He told me the story of Lost Mill.
[♪♪♪] -Liberty Hill was a community here in the 17-1800s, thriving community.
It had a hospital, a couple of hotels, the courthouse, it was the county seat for Tazewell County, until a flood wiped it out in the early 1900s.
[♪♪♪] Residents here at Liberty had several businesses.
There was a lumber mill here, and the guy that owned this farm had tried to build a grist mill down here at the bottom of the hill, and it didn't work.
So, he came up here and built a grist mill in this sinkhole.
There's a big volume of water coming out of a cave down here, and he actually put his water wheel and a flume down there, built all that.
The power was transferred up here to the foundation , where you'll see the foundation, by a cable, and they ground corn or wheat or whatever here and transported it straight across here to the south to Saltville, to the salt mines to feed the people and the animals there.
During the Civil War, this was the only grist mill not destroyed by the Union Army.
They didn't know it was here.
It's not near a known... -It's pretty well hidden.
[Bobby] Yeah, and it fell apart and kind of got into disrepair and fell down.
We've never even been able to find a picture of it.
Anybody, we found pictures made during the era that this mill was here, but they had the-- the photographer had his back to the mill, shooting people this way.

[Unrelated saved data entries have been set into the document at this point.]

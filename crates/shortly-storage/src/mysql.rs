use crate::validate_table_name;
use async_trait::async_trait;
use jiff::Timestamp;
use shortly_core::repository::Result;
use shortly_core::{ReadRepository, Repository, ShortCode, ShortLinkRecord, StorageError};
use sqlx::{MySqlPool, Row};
use tracing::trace;

const CREATE_TABLE_TEMPLATE: &str = include_str!("../ddl/mysql/short_links.sql");

/// MySQL implementation of the repository contract.
///
/// Writes use `REPLACE INTO`, so a colliding code replaces the previous
/// row. `created_at` is stored as Unix milliseconds.
#[derive(Debug, Clone)]
pub struct MySqlRepository {
    pool: MySqlPool,
    table: String,
}

impl MySqlRepository {
    /// Creates a repository from an existing MySQL connection pool.
    pub fn new(pool: MySqlPool, table: impl Into<String>) -> Result<Self> {
        let table = table.into();
        validate_table_name(&table, &[])?;
        Ok(Self { pool, table })
    }

    /// Creates a repository by opening a new MySQL connection pool.
    pub async fn connect(database_url: &str, table: impl Into<String>) -> Result<Self> {
        let pool = MySqlPool::connect(database_url)
            .await
            .map_err(map_sqlx_error)?;
        Self::new(pool, table)
    }

    /// Creates the backing table if it does not exist yet.
    pub async fn create_table(&self) -> Result<()> {
        let ddl = CREATE_TABLE_TEMPLATE.replace("{table}", &self.table);
        sqlx::query(&ddl)
            .execute(&self.pool)
            .await
            .map_err(map_sqlx_error)?;
        Ok(())
    }

    /// Returns a reference to the underlying pool.
    pub fn pool(&self) -> &MySqlPool {
        &self.pool
    }

    /// Returns the configured table name.
    pub fn table(&self) -> &str {
        &self.table
    }
}

fn parse_created_at(millis: i64) -> Result<Timestamp> {
    Timestamp::from_millisecond(millis).map_err(|e| {
        StorageError::InvalidData(format!("invalid created_at timestamp '{}': {e}", millis))
    })
}

fn map_sqlx_error(err: sqlx::Error) -> StorageError {
    let message = err.to_string();

    match err {
        sqlx::Error::PoolTimedOut => StorageError::Timeout(message),
        sqlx::Error::PoolClosed
        | sqlx::Error::WorkerCrashed
        | sqlx::Error::Io(_)
        | sqlx::Error::Tls(_) => StorageError::Unavailable(message),
        sqlx::Error::Configuration(_) => StorageError::InvalidConfig(message),
        sqlx::Error::ColumnIndexOutOfBounds { .. }
        | sqlx::Error::ColumnNotFound(_)
        | sqlx::Error::ColumnDecode { .. }
        | sqlx::Error::TypeNotFound { .. }
        | sqlx::Error::Decode(_)
        | sqlx::Error::RowNotFound => StorageError::InvalidData(message),
        _ => StorageError::Query(message),
    }
}

#[async_trait]
impl ReadRepository for MySqlRepository {
    async fn get(&self, code: &ShortCode) -> Result<Option<ShortLinkRecord>> {
        trace!(code = %code, table = %self.table, "mysql get");

        let sql = format!(
            "SELECT long_url, created_at FROM `{}` WHERE short_code = ? LIMIT 1",
            self.table
        );
        let row = sqlx::query(&sql)
            .bind(code.as_str())
            .fetch_optional(&self.pool)
            .await
            .map_err(map_sqlx_error)?;

        let Some(row) = row else {
            return Ok(None);
        };

        let long_url: String = row.try_get("long_url").map_err(map_sqlx_error)?;
        let created_at_raw: i64 = row.try_get("created_at").map_err(map_sqlx_error)?;

        Ok(Some(ShortLinkRecord {
            short_code: code.clone(),
            long_url,
            created_at: parse_created_at(created_at_raw)?,
        }))
    }
}

#[async_trait]
impl Repository for MySqlRepository {
    async fn put(&self, record: ShortLinkRecord) -> Result<()> {
        trace!(code = %record.short_code, table = %self.table, "mysql put");

        let sql = format!(
            "REPLACE INTO `{}` (short_code, long_url, created_at) VALUES (?, ?, ?)",
            self.table
        );
        sqlx::query(&sql)
            .bind(record.short_code.as_str())
            .bind(record.long_url)
            .bind(record.created_at.as_millisecond())
            .execute(&self.pool)
            .await
            .map_err(map_sqlx_error)?;

        Ok(())
    }
}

So, we didn't have pictures of it, but we do have written history of it.
And a couple of...
I have seen pictures of the flume, and my mother could remember the water wheel that was in the bottom.
I told you, Liberty was destroyed by a flood.
At some point there in the early part of the 1900s, late 1800s.
A seismic shift occurred under this mountain and the whole thing caved down in on this water and shot the water out of the ground.
They said that water was shooting 20 and 30 feet in the air.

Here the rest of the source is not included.